Supplied information:
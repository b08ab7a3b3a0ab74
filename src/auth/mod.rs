pub mod jwt;
pub mod password;

use axum::{async_trait, extract::FromRequestParts, http::request::Parts};
use axum_extra::headers::{authorization::Bearer, Authorization};
use axum_extra::TypedHeader;
use serde::{Deserialize, Serialize};
use sha2::{Digest, Sha256};
use uuid::Uuid;

use crate::{
    error::{AppError, AppResult},
    state::AppState,
};

pub const ROLE_ADMIN: &str = "admin";
pub const ROLE_EMPLOYEE: &str = "employee";

/// Header through which an admin can ask to see the application as an employee.
pub const VIEW_MODE_HEADER: &str = "x-view-mode";

#[derive(Debug, Clone, Copy, PartialEq, Eq, Serialize, Deserialize)]
#[serde(rename_all = "lowercase")]
pub enum Role {
    Admin,
    Employee,
}

impl Role {
    pub fn parse(value: &str) -> Option<Self> {
        match value.trim().to_ascii_lowercase().as_str() {
            ROLE_ADMIN => Some(Role::Admin),
            ROLE_EMPLOYEE => Some(Role::Employee),
            _ => None,
        }
    }

    pub fn as_str(self) -> &'static str {
        match self {
            Role::Admin => ROLE_ADMIN,
            Role::Employee => ROLE_EMPLOYEE,
        }
    }
}

/// Resolves the role a request acts with. Admins may step down into the
/// employee view; nobody can step up.
pub fn effective_role(actual: Role, requested_view: Option<Role>) -> Role {
    match (actual, requested_view) {
        (Role::Admin, Some(Role::Employee)) => Role::Employee,
        (actual, _) => actual,
    }
}

/// Tenant/session context resolved from the bearer token of every protected request.
#[derive(Debug, Clone, Serialize, Deserialize)]
#[serde(rename_all = "camelCase")]
pub struct AuthenticatedUser {
    pub user_id: Uuid,
    pub tenant_id: Uuid,
    pub username: String,
    pub role: Role,
    pub effective_role: Role,
}

impl AuthenticatedUser {
    pub fn is_admin(&self) -> bool {
        self.effective_role == Role::Admin
    }

    pub fn require_admin(&self) -> AppResult<()> {
        if self.is_admin() {
            Ok(())
        } else {
            Err(AppError::forbidden())
        }
    }
}

#[async_trait]
impl FromRequestParts<AppState> for AuthenticatedUser {
    type Rejection = AppError;

    async fn from_request_parts(
        parts: &mut Parts,
        state: &AppState,
    ) -> Result<Self, Self::Rejection> {
        let TypedHeader(Authorization(bearer)) =
            TypedHeader::<Authorization<Bearer>>::from_request_parts(parts, state)
                .await
                .map_err(|_| AppError::unauthorized())?;

        let claims = state
            .jwt
            .verify_token(bearer.token())
            .map_err(|_| AppError::unauthorized())?;

        let role = Role::parse(&claims.role).ok_or_else(AppError::unauthorized)?;
        let requested_view = parts
            .headers
            .get(VIEW_MODE_HEADER)
            .and_then(|value| value.to_str().ok())
            .and_then(Role::parse);

        Ok(AuthenticatedUser {
            user_id: claims.sub,
            tenant_id: claims.tenant_id,
            username: claims.username,
            role,
            effective_role: effective_role(role, requested_view),
        })
    }
}

/// Caller of the `/api/cron/*` endpoints, authenticated by the static cron secret.
#[derive(Debug, Clone, Copy)]
pub struct CronCaller;

#[async_trait]
impl FromRequestParts<AppState> for CronCaller {
    type Rejection = AppError;

    async fn from_request_parts(
        parts: &mut Parts,
        state: &AppState,
    ) -> Result<Self, Self::Rejection> {
        let expected = state
            .config
            .cron_secret
            .as_deref()
            .ok_or_else(AppError::unauthorized)?;

        let TypedHeader(Authorization(bearer)) =
            TypedHeader::<Authorization<Bearer>>::from_request_parts(parts, state)
                .await
                .map_err(|_| AppError::unauthorized())?;

        if secrets_match(bearer.token(), expected) {
            Ok(CronCaller)
        } else {
            tracing::warn!("rejected cron call with invalid secret");
            Err(AppError::unauthorized())
        }
    }
}

/// Compares digests so the comparison time does not depend on the secret.
fn secrets_match(provided: &str, expected: &str) -> bool {
    let provided = Sha256::digest(provided.as_bytes());
    let expected = Sha256::digest(expected.as_bytes());
    provided
        .iter()
        .zip(expected.iter())
        .fold(0u8, |acc, (a, b)| acc | (a ^ b))
        == 0
}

Directions for this task: Write out all the records again, exactly as they appear.

Task output:
repository b08ab7a3b3a0ab74
filename src/auth/mod.rs
pub mod jwt;
pub mod password;

use axum::{async_trait, extract::FromRequestParts, http::request::Parts};
use axum_extra::headers::{authorization::Bearer, Authorization};
use axum_extra::TypedHeader;
use serde::{Deserialize, Serialize};
use sha2::{Digest, Sha256};
use uuid::Uuid;

use crate::{
    error::{AppError, AppResult},
    state::AppState,
};

pub const ROLE_ADMIN: &str = "admin";
pub const ROLE_EMPLOYEE: &str = "employee";

/// Header through which an admin can ask to see the application as an employee.
pub const VIEW_MODE_HEADER: &str = "x-view-mode";

#[derive(Debug, Clone, Copy, PartialEq, Eq, Serialize, Deserialize)]
#[serde(rename_all = "lowercase")]
pub enum Role {
    Admin,
    Employee,
}

impl Role {
    pub fn parse(value: &str) -> Option<Self> {
        match value.trim().to_ascii_lowercase().as_str() {
            ROLE_ADMIN => Some(Role::Admin),
            ROLE_EMPLOYEE => Some(Role::Employee),
            _ => None,
        }
    }

    pub fn as_str(self) -> &'static str {
        match self {
            Role::Admin => ROLE_ADMIN,
            Role::Employee => ROLE_EMPLOYEE,
        }
    }
}

/// Resolves the role a request acts with. Admins may step down into the
/// employee view; nobody can step up.
pub fn effective_role(actual: Role, requested_view: Option<Role>) -> Role {
    match (actual, requested_view) {
        (Role::Admin, Some(Role::Employee)) => Role::Employee,
        (actual, _) => actual,
    }
}

/// Tenant/session context resolved from the bearer token of every protected request.
#[derive(Debug, Clone, Serialize, Deserialize)]
#[serde(rename_all = "camelCase")]
pub struct AuthenticatedUser {
    pub user_id: Uuid,
    pub tenant_id: Uuid,
    pub username: String,
    pub role: Role,
    pub effective_role: Role,
}

impl AuthenticatedUser {
    pub fn is_admin(&self) -> bool {
        self.effective_role == Role::Admin
    }

    pub fn require_admin(&self) -> AppResult<()> {
        if self.is_admin() {
            Ok(())
        } else {
            Err(AppError::forbidden())
        }
    }
}

#[async_trait]
impl FromRequestParts<AppState> for AuthenticatedUser {
    type Rejection = AppError;

    async fn from_request_parts(
        parts: &mut Parts,
        state: &AppState,
    ) -> Result<Self, Self::Rejection> {
        let TypedHeader(Authorization(bearer)) =
            TypedHeader::<Authorization<Bearer>>::from_request_parts(parts, state)
                .await
                .map_err(|_| AppError::unauthorized())?;

        let claims = state
            .jwt
            .verify_token(bearer.token())
            .map_err(|_| AppError::unauthorized())?;

        let role = Role::parse(&claims.role).ok_or_else(AppError::unauthorized)?;
        let requested_view = parts
            .headers
            .get(VIEW_MODE_HEADER)
            .and_then(|value| value.to_str().ok())
            .and_then(Role::parse);

        Ok(AuthenticatedUser {
            user_id: claims.sub,
            tenant_id: claims.tenant_id,
            username: claims.username,
            role,
            effective_role: effective_role(role, requested_view),
        })
    }
}

/// Caller of the `/api/cron/*` endpoints, authenticated by the static cron secret.
#[derive(Debug, Clone, Copy)]
pub struct CronCaller;

#[async_trait]
impl FromRequestParts<AppState> for CronCaller {
    type Rejection = AppError;

    async fn from_request_parts(
        parts: &mut Parts,
        state: &AppState,
    ) -> Result<Self, Self::Rejection> {
        let expected = state
            .config
            .cron_secret
            .as_deref()
            .ok_or_else(AppError::unauthorized)?;

        let TypedHeader(Authorization(bearer)) =
            TypedHeader::<Authorization<Bearer>>::from_request_parts(parts, state)
                .await
                .map_err(|_| AppError::unauthorized())?;

        if secrets_match(bearer.token(), expected) {
            Ok(CronCaller)
        } else {
            tracing::warn!("rejected cron call with invalid secret");
            Err(AppError::unauthorized())
        }
    }
}

/// Compares digests so the comparison time does not depend on the secret.
fn secrets_match(provided: &str, expected: &str) -> bool {
    let provided = Sha256::digest(provided.as_bytes());
    let expected = Sha256::digest(expected.as_bytes());
    provided
        .iter()
        .zip(expected.iter())
        .fold(0u8, |acc, (a, b)| acc | (a ^ b))
        == 0
}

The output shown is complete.